Output every entry exactly as it appears.

[Opening Information provided section]

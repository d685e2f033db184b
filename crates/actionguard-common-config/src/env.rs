// Copyright (c) 2025 Geoffrey Huntley <ghuntley@ghuntley.com>. All rights reserved.
// SPDX-License-Identifier: Proprietary

//! Secret loading from environment variables.

use std::path::PathBuf;

use thiserror::Error;

use crate::secret::{Secret, SecretString};

#[derive(Debug, Error)]
pub enum SecretEnvError {
	#[error("failed to read secret file {path} (from {var}_FILE): {source}")]
	FileRead {
		var: String,
		path: PathBuf,
		#[source]
		source: std::io::Error,
	},

	#[error("both {0} and {0}_FILE are set; use only one")]
	Ambiguous(String),
}

/// Load a secret from `NAME` or from the file named by `NAME_FILE`.
///
/// Returns `Ok(None)` when neither is set or the value is empty. File contents
/// are trimmed of trailing newlines.
pub fn load_secret_env(name: &str) -> Result<Option<SecretString>, SecretEnvError> {
	let direct = std::env::var(name).ok().filter(|v| !v.is_empty());
	let file_var = format!("{name}_FILE");
	let file = std::env::var(&file_var).ok().filter(|v| !v.is_empty());

	match (direct, file) {
		(Some(_), Some(_)) => Err(SecretEnvError::Ambiguous(name.to_string())),
		(Some(value), None) => Ok(Some(Secret::new(value))),
		(None, Some(path)) => {
			let path = PathBuf::from(path);
			let contents = std::fs::read_to_string(&path).map_err(|source| SecretEnvError::FileRead {
				var: name.to_string(),
				path: path.clone(),
				source,
			})?;
			let trimmed = contents.trim_end_matches(['\r', '\n']).to_string();
			if trimmed.is_empty() {
				Ok(None)
			} else {
				Ok(Some(Secret::new(trimmed)))
			}
		}
		(None, None) => Ok(None),
	}
}

#[cfg(test)]
mod tests {
	use super::*;
	use std::io::Write;

	#[test]
	fn loads_from_file_variant() {
		let mut file = tempfile::NamedTempFile::new().unwrap();
		writeln!(file, "token-from-file").unwrap();

		let name = "ACTIONGUARD_TEST_SECRET_FILE_ONLY";
		std::env::set_var(format!("{name}_FILE"), file.path());
		let secret = load_secret_env(name).unwrap().unwrap();
		std::env::remove_var(format!("{name}_FILE"));

		assert_eq!(secret.expose(), "token-from-file");
	}

	#[test]
	fn missing_is_none() {
		assert!(load_secret_env("ACTIONGUARD_TEST_SECRET_NEVER_SET")
			.unwrap()
			.is_none());
	}

	#[test]
	fn both_set_is_ambiguous() {
		let name = "ACTIONGUARD_TEST_SECRET_BOTH";
		std::env::set_var(name, "a");
		std::env::set_var(format!("{name}_FILE"), "/nonexistent");
		let result = load_secret_env(name);
		std::env::remove_var(name);
		std::env::remove_var(format!("{name}_FILE"));

		assert!(matches!(result, Err(SecretEnvError::Ambiguous(_))));
	}
}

[Closing Information provided section]

## Task answer:
repository d685e2f033db184b
filename crates/actionguard-common-config/src/env.rs
// Copyright (c) 2025 Geoffrey Huntley <ghuntley@ghuntley.com>. All rights reserved.
// SPDX-License-Identifier: Proprietary

//! Secret loading from environment variables.

use std::path::PathBuf;

use thiserror::Error;

use crate::secret::{Secret, SecretString};

#[derive(Debug, Error)]
pub enum SecretEnvError {
	#[error("failed to read secret file {path} (from {var}_FILE): {source}")]
	FileRead {
		var: String,
		path: PathBuf,
		#[source]
		source: std::io::Error,
	},

	#[error("both {0} and {0}_FILE are set; use only one")]
	Ambiguous(String),
}

/// Load a secret from `NAME` or from the file named by `NAME_FILE`.
///
/// Returns `Ok(None)` when neither is set or the value is empty. File contents
/// are trimmed of trailing newlines.
pub fn load_secret_env(name: &str) -> Result<Option<SecretString>, SecretEnvError> {
	let direct = std::env::var(name).ok().filter(|v| !v.is_empty());
	let file_var = format!("{name}_FILE");
	let file = std::env::var(&file_var).ok().filter(|v| !v.is_empty());

	match (direct, file) {
		(Some(_), Some(_)) => Err(SecretEnvError::Ambiguous(name.to_string())),
		(Some(value), None) => Ok(Some(Secret::new(value))),
		(None, Some(path)) => {
			let path = PathBuf::from(path);
			let contents = std::fs::read_to_string(&path).map_err(|source| SecretEnvError::FileRead {
				var: name.to_string(),
				path: path.clone(),
				source,
			})?;
			let trimmed = contents.trim_end_matches(['\r', '\n']).to_string();
			if trimmed.is_empty() {
				Ok(None)
			} else {
				Ok(Some(Secret::new(trimmed)))
			}
		}
		(None, None) => Ok(None),
	}
}

#[cfg(test)]
mod tests {
	use super::*;
	use std::io::Write;

	#[test]
	fn loads_from_file_variant() {
		let mut file = tempfile::NamedTempFile::new().unwrap();
		writeln!(file, "token-from-file").unwrap();

		let name = "ACTIONGUARD_TEST_SECRET_FILE_ONLY";
		std::env::set_var(format!("{name}_FILE"), file.path());
		let secret = load_secret_env(name).unwrap().unwrap();
		std::env::remove_var(format!("{name}_FILE"));

		assert_eq!(secret.expose(), "token-from-file");
	}

	#[test]
	fn missing_is_none() {
		assert!(load_secret_env("ACTIONGUARD_TEST_SECRET_NEVER_SET")
			.unwrap()
			.is_none());
	}

	#[test]
	fn both_set_is_ambiguous() {
		let name = "ACTIONGUARD_TEST_SECRET_BOTH";
		std::env::set_var(name, "a");
		std::env::set_var(format!("{name}_FILE"), "/nonexistent");
		let result = load_secret_env(name);
		std::env::remove_var(name);
		std::env::remove_var(format!("{name}_FILE"));

		assert!(matches!(result, Err(SecretEnvError::Ambiguous(_))));
	}
}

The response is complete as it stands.